§ Task instructions
Please take the records that follow and repeat exactly the lines starting with the line with "declared before it." and going on through the line with "pub fn limit(mut".

§ Data in this exercise

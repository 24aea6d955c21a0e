//! Specialization declarations and the call context handed to bodies.

use crate::assumption::AssumptionExpr;
use crate::cache::CacheParam;
use crate::guard::{Bind, Guard, Scope};
use crate::node::{DispatchNode, Executable};
use crate::table::SpecializationTable;
use crate::uncached::UncachedNode;
use morph_core::{DispatchError, Frame, NodeId, Throw, Value, ValueType};
use morph_inline::{
    BranchProfile, ConditionProfile, CountingConditionProfile, InlinableSpec, InlineStorage,
};
use std::fmt;
use std::sync::Arc;

/// A specialization body.
pub type BodyFn = Arc<dyn Fn(&SpecializationCall<'_>) -> Result<Value, Throw> + Send + Sync>;

/// Produces the table of a child node.
pub type ChildFactory = Arc<dyn Fn() -> Arc<SpecializationTable> + Send + Sync>;

// =============================================================================
// Children
// =============================================================================

/// A child node created with each new instance.
#[derive(Clone)]
pub struct ChildSpec {
    pub(crate) name: String,
    pub(crate) adopt: bool,
    pub(crate) factory: ChildFactory,
}

impl ChildSpec {
    /// Declare a child adopted by the owning node.
    pub fn new<F>(name: impl Into<String>, factory: F) -> Self
    where
        F: Fn() -> Arc<SpecializationTable> + Send + Sync + 'static,
    {
        Self {
            name: name.into(),
            adopt: true,
            factory: Arc::new(factory),
        }
    }

    /// Do not adopt the child into the owning node.
    pub fn detached(mut self) -> Self {
        self.adopt = false;
        self
    }

    /// Child name.
    pub fn name(&self) -> &str {
        &self.name
    }

    /// Whether the child is adopted.
    pub fn adopts(&self) -> bool {
        self.adopt
    }
}

impl fmt::Debug for ChildSpec {
    fn fmt(&self, f: &mut fmt::Formatter<'_>) -> fmt::Result {
        f.debug_struct("ChildSpec")
            .field("name", &self.name)
            .field("adopt", &self.adopt)
            .finish_non_exhaustive()
    }
}

// =============================================================================
// Profiles
// =============================================================================

/// An inlined profile requested by a specialization body.
#[derive(Debug, Clone, Copy, PartialEq, Eq, Hash)]
pub enum ProfileKind {
    /// Branch entered once.
    Branch,
    /// Condition outcomes seen.
    Condition,
    /// Condition outcome counts.
    CountingCondition,
}

impl ProfileKind {
    pub(crate) fn spec(self) -> InlinableSpec {
        match self {
            ProfileKind::Branch => BranchProfile::spec(),
            ProfileKind::Condition => ConditionProfile::spec(),
            ProfileKind::CountingCondition => CountingConditionProfile::spec(),
        }
    }
}

/// A profile bound to its slots in the node storage.
#[derive(Debug, Clone, Copy)]
pub(crate) enum InlinedProfile {
    Branch(BranchProfile),
    Condition(ConditionProfile),
    Counting(CountingConditionProfile),
}

// =============================================================================
// Specialization
// =============================================================================

/// One guarded implementation variant of an operation.
#[derive(Clone)]
pub struct Specialization {
    pub(crate) name: String,
    pub(crate) params: Vec<Option<ValueType>>,
    pub(crate) guards: Vec<Guard>,
    pub(crate) binds: Vec<Bind>,
    pub(crate) cache: Vec<CacheParam>,
    pub(crate) children: Vec<ChildSpec>,
    pub(crate) assumptions: Vec<AssumptionExpr>,
    pub(crate) replaces: Vec<String>,
    pub(crate) rewrite_on: Vec<&'static str>,
    pub(crate) limit: Option<usize>,
    pub(crate) unroll: usize,
    pub(crate) fallback: bool,
    pub(crate) megamorphic: bool,
    pub(crate) profiles: Vec<ProfileKind>,
    pub(crate) body: BodyFn,
}

impl Specialization {
    /// Declare a specialization accepting any argument types.
    pub fn new<F>(name: impl Into<String>, body: F) -> Self
    where
        F: Fn(&SpecializationCall<'_>) -> Result<Value, Throw> + Send + Sync + 'static,
    {
        Self {
            name: name.into(),
            params: Vec::new(),
            guards: Vec::new(),
            binds: Vec::new(),
            cache: Vec::new(),
            children: Vec::new(),
            assumptions: Vec::new(),
            replaces: Vec::new(),
            rewrite_on: Vec::new(),
            limit: None,
            unroll: 0,
            fallback: false,
            megamorphic: false,
            profiles: Vec::new(),
            body: Arc::new(body),
        }
    }

    /// Per-argument accepted types; `None` accepts anything.
    pub fn params(mut self, params: impl IntoIterator<Item = Option<ValueType>>) -> Self {
        self.params = params.into_iter().collect();
        self
    }

    /// Every argument has a declared type.
    pub fn typed(self, types: impl IntoIterator<Item = ValueType>) -> Self {
        self.params(types.into_iter().map(Some))
    }

    /// Add a guard.
    pub fn guard(mut self, guard: Guard) -> Self {
        self.guards.push(guard);
        self
    }

    /// Add a bind; its index is the number of binds declared before it.
    pub fn bind(mut self, bind: Bind) -> Self {
        self.binds.push(bind);
        self
    }

    /// Add a cached value.
    pub fn cache(mut self, param: CacheParam) -> Self {
        self.cache.push(param);
        self
    }

    /// Add a child node.
    pub fn child(mut self, child: ChildSpec) -> Self {
        self.children.push(child);
        self
    }

    /// Add an assumption expression.
    pub fn assumption(mut self, expr: AssumptionExpr) -> Self {
        self.assumptions.push(expr);
        self
    }

    /// Supersede the named, earlier-declared specialization.
    pub fn replaces(mut self, name: impl Into<String>) -> Self {
        self.replaces.push(name.into());
        self
    }

    /// Exclude this specialization when its body throws `kind`.
    pub fn rewrite_on(mut self, kind: &'static str) -> Self {
        self.rewrite_on.push(kind);
        self
    }

    /// Maximum number of instances.
    pub fn limit(mut self, limit: usize) -> Self {
        self.limit = Some(limit);
        self
    }

    /// Number of instances to keep unrolled in the parent.
    pub fn unroll(mut self, unroll: usize) -> Self {
        self.unroll = unroll;
        self
    }

    /// Make this the table's fallback.
    pub fn fallback(mut self) -> Self {
        self.fallback = true;
        self
    }

    /// Report the node as megamorphic whenever this specialization activates.
    pub fn megamorphic(mut self) -> Self {
        self.megamorphic = true;
        self
    }

    /// Request an inlined profile.
    pub fn profile(mut self, kind: ProfileKind) -> Self {
        self.profiles.push(kind);
        self
    }

    /// Name.
    pub fn name(&self) -> &str {
        &self.name
    }

    /// Whether this is the fallback.
    pub fn is_fallback(&self) -> bool {
        self.fallback
    }

    /// Whether activation is reported as megamorphic.
    pub fn is_megamorphic(&self) -> bool {
        self.megamorphic
    }

    /// Declared cache parameters.
    pub fn cache_params(&self) -> &[CacheParam] {
        &self.cache
    }

    /// Names of replaced specializations.
    pub fn replaced_names(&self) -> &[String] {
        &self.replaces
    }

    /// Exception kinds triggering a rewrite.
    pub fn rewrite_kinds(&self) -> &[&'static str] {
        &self.rewrite_on
    }

    /// Declared unroll count.
    pub fn unroll_count(&self) -> usize {
        self.unroll
    }

    #[inline]
    pub(crate) fn rewrites_on(&self, kind: &str) -> bool {
        self.rewrite_on.iter().any(|k| *k == kind)
    }
}

impl fmt::Debug for Specialization {
    fn fmt(&self, f: &mut fmt::Formatter<'_>) -> fmt::Result {
        f.debug_struct("Specialization")
            .field("name", &self.name)
            .field("params", &self.params)
            .field("guards", &self.guards)
            .field("binds", &self.binds)
            .field("cache", &self.cache)
            .field("children", &self.children)
            .field("replaces", &self.replaces)
            .field("rewrite_on", &self.rewrite_on)
            .field("limit", &self.limit)
            .field("fallback", &self.fallback)
            .field("megamorphic", &self.megamorphic)
            .finish_non_exhaustive()
    }
}

// =============================================================================
// Call Context
// =============================================================================

#[derive(Clone, Copy)]
pub(crate) enum Children<'a> {
    Cached(&'a [Arc<DispatchNode>]),
    Uncached(&'a [Arc<UncachedNode>]),
}

/// What a specialization body sees.
pub struct SpecializationCall<'a> {
    pub(crate) node: NodeId,
    pub(crate) specialization: &'a str,
    pub(crate) scope: Scope<'a>,
    pub(crate) children: Children<'a>,
    pub(crate) storage: Option<&'a InlineStorage>,
    pub(crate) profiles: &'a [InlinedProfile],
}

impl<'a> SpecializationCall<'a> {
    /// Node executing the body.
    pub fn node(&self) -> NodeId {
        self.node
    }

    /// Name of the running specialization.
    pub fn specialization(&self) -> &'a str {
        self.specialization
    }

    /// Arguments after implicit casts.
    #[inline]
    pub fn args(&self) -> &'a [Value] {
        self.scope.args()
    }

    /// Argument `index`, or `Null`.
    #[inline]
    pub fn arg(&self, index: usize) -> &'a Value {
        self.scope.arg(index)
    }

    /// Cached value `index`, or `Null`.
    #[inline]
    pub fn cached(&self, index: usize) -> &'a Value {
        self.scope.cached(index)
    }

    /// All cached values of the instance.
    pub fn cached_values(&self) -> &'a [Value] {
        self.scope.cached_values()
    }

    /// Bind `index`, memoized for this dispatch attempt.
    #[inline]
    pub fn bind(&self, index: usize) -> Value {
        self.scope.bind(index)
    }

    /// Invocation frame.
    pub fn frame(&self) -> Option<&'a Frame> {
        self.scope.frame()
    }

    /// Number of child nodes.
    pub fn child_count(&self) -> usize {
        match self.children {
            Children::Cached(c) => c.len(),
            Children::Uncached(c) => c.len(),
        }
    }

    /// Child `index`.
    pub fn child(&self, index: usize) -> Result<&'a dyn Executable, Throw> {
        let child: Option<&'a dyn Executable> = match self.children {
            Children::Cached(c) => c.get(index).map(|n| n.as_ref() as &dyn Executable),
            Children::Uncached(c) => c.get(index).map(|n| n.as_ref() as &dyn Executable),
        };
        child.ok_or_else(|| {
            Throw::Error(DispatchError::TypeMismatch {
                expected: format!("child {}", index),
                actual: format!("{} children", self.child_count()),
            })
        })
    }

    /// Execute child `index`.
    pub fn execute_child(&self, index: usize, args: &[Value]) -> Result<Value, Throw> {
        Ok(self.child(index)?.dispatch(self.frame(), args)?)
    }

    // =========================================================================
    // Profiles
    // =========================================================================

    /// Whether inlined profiles record anything (false for uncached nodes).
    pub fn profiling_enabled(&self) -> bool {
        self.storage.is_some()
    }

    /// Mark branch profile `index` entered.
    pub fn enter_branch(&self, index: usize) {
        if let (Some(storage), Some(InlinedProfile::Branch(p))) =
            (self.storage, self.profiles.get(index))
        {
            p.enter(storage);
        }
    }

    /// Whether branch profile `index` was entered.
    pub fn was_entered(&self, index: usize) -> bool {
        match (self.storage, self.profiles.get(index)) {
            (Some(storage), Some(InlinedProfile::Branch(p))) => p.was_entered(storage),
            _ => false,
        }
    }

    /// Record `value` in condition profile `index`.
    pub fn profile_condition(&self, index: usize, value: bool) -> bool {
        if let (Some(storage), Some(InlinedProfile::Condition(p))) =
            (self.storage, self.profiles.get(index))
        {
            return p.profile(storage, value);
        }
        value
    }

    /// Record `value` in counting profile `index`.
    pub fn count_condition(&self, index: usize, value: bool) -> bool {
        if let (Some(storage), Some(InlinedProfile::Counting(p))) =
            (self.storage, self.profiles.get(index))
        {
            return p.profile(storage, value).unwrap_or(value);
        }
        value
    }

    /// Observed `(true, false)` counts of counting profile `index`.
    pub fn condition_counts(&self, index: usize) -> Option<(i32, i32)> {
        match (self.storage, self.profiles.get(index)) {
            (Some(storage), Some(InlinedProfile::Counting(p))) => p.counts(storage).ok(),
            _ => None,
        }
    }
}

impl fmt::Debug for SpecializationCall<'_> {
    fn fmt(&self, f: &mut fmt::Formatter<'_>) -> fmt::Result {
        f.debug_struct("SpecializationCall")
            .field("node", &self.node)
            .field("specialization", &self.specialization)
            .field("scope", &self.scope)
            .field("children", &self.child_count())
            .finish_non_exhaustive()
    }
}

§ Completed exercise
    /// Add a bind; its index is the number of binds declared before it.
    pub fn bind(mut self, bind: Bind) -> Self {
        self.binds.push(bind);
        self
    }

    /// Add a cached value.
    pub fn cache(mut self, param: CacheParam) -> Self {
        self.cache.push(param);
        self
    }

    /// Add a child node.
    pub fn child(mut self, child: ChildSpec) -> Self {
        self.children.push(child);
        self
    }

    /// Add an assumption expression.
    pub fn assumption(mut self, expr: AssumptionExpr) -> Self {
        self.assumptions.push(expr);
        self
    }

    /// Supersede the named, earlier-declared specialization.
    pub fn replaces(mut self, name: impl Into<String>) -> Self {
        self.replaces.push(name.into());
        self
    }

    /// Exclude this specialization when its body throws `kind`.
    pub fn rewrite_on(mut self, kind: &'static str) -> Self {
        self.rewrite_on.push(kind);
        self
    }

    /// Maximum number of instances.
    pub fn limit(mut self, limit: usize) -> Self {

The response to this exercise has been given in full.